Problem details
For the listing that follows, give again exactly the lines from the one with "pub mod model;" to the one with "pub use metrics::UnitEconomics;", including both.

Data supplied
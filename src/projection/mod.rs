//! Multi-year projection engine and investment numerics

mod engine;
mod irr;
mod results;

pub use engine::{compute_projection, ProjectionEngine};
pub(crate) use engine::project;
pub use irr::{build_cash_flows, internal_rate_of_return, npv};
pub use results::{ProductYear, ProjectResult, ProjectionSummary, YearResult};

==

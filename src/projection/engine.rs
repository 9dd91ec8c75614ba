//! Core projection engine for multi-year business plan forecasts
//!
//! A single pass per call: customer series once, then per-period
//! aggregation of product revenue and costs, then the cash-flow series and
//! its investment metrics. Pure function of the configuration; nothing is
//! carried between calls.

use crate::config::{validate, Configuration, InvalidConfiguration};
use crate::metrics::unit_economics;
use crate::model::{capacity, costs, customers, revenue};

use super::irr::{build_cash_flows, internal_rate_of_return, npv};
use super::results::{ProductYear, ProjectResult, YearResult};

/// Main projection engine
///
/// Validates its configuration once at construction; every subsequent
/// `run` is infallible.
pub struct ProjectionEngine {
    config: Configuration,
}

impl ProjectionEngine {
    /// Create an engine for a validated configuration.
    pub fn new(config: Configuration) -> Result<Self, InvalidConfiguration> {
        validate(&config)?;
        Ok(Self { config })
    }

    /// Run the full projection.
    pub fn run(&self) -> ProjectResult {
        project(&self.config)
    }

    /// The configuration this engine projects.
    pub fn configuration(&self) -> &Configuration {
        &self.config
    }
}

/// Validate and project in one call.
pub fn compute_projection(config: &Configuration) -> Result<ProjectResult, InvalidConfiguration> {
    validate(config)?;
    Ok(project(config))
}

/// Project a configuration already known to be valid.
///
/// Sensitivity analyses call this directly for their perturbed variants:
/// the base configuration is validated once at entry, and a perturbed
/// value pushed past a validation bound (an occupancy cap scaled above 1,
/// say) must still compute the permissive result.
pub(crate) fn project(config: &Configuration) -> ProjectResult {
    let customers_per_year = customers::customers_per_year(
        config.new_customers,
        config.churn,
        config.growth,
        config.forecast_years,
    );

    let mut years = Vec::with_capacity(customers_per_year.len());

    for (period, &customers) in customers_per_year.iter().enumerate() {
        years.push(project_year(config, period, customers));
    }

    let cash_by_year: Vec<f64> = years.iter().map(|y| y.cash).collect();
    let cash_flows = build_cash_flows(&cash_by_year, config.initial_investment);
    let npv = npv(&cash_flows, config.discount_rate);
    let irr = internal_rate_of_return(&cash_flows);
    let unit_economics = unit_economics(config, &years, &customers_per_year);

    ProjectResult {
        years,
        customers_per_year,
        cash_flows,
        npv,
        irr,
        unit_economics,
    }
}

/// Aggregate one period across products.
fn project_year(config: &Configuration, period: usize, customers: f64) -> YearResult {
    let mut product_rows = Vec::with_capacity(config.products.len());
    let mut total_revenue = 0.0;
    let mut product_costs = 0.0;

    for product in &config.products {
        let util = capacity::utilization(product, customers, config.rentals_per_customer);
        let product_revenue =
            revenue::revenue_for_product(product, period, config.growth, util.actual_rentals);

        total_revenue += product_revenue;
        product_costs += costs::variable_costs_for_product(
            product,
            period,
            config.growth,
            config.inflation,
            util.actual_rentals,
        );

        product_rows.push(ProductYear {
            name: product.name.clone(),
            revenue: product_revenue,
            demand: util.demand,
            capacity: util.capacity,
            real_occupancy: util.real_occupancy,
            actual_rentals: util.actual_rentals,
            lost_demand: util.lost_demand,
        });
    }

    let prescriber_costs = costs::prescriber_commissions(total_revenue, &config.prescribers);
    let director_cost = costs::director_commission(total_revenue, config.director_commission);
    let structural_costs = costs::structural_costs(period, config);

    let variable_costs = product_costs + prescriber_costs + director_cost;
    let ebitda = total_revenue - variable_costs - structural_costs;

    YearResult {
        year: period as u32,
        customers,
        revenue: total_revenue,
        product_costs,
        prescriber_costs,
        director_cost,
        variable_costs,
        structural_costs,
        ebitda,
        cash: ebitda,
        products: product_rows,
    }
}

...

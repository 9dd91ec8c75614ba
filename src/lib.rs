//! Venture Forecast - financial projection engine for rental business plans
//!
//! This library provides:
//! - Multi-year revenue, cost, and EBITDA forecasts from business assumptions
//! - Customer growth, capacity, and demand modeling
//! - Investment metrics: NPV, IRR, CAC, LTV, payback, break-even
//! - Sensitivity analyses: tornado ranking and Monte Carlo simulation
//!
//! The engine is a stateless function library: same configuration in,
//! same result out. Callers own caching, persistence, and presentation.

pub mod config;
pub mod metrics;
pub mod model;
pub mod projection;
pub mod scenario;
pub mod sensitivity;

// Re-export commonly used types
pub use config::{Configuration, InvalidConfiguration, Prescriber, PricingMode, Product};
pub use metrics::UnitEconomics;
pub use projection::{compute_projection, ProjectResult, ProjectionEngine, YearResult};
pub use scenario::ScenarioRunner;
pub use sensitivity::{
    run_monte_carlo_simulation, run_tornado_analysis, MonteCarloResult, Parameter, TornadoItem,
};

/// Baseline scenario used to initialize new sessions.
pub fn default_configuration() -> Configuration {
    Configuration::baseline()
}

Answer for this exercise
pub mod model;
pub mod projection;
pub mod scenario;
pub mod sensitivity;

// Re-export commonly used types
pub use config::{Configuration, InvalidConfiguration, Prescriber, PricingMode, Product};
pub use metrics::UnitEconomics;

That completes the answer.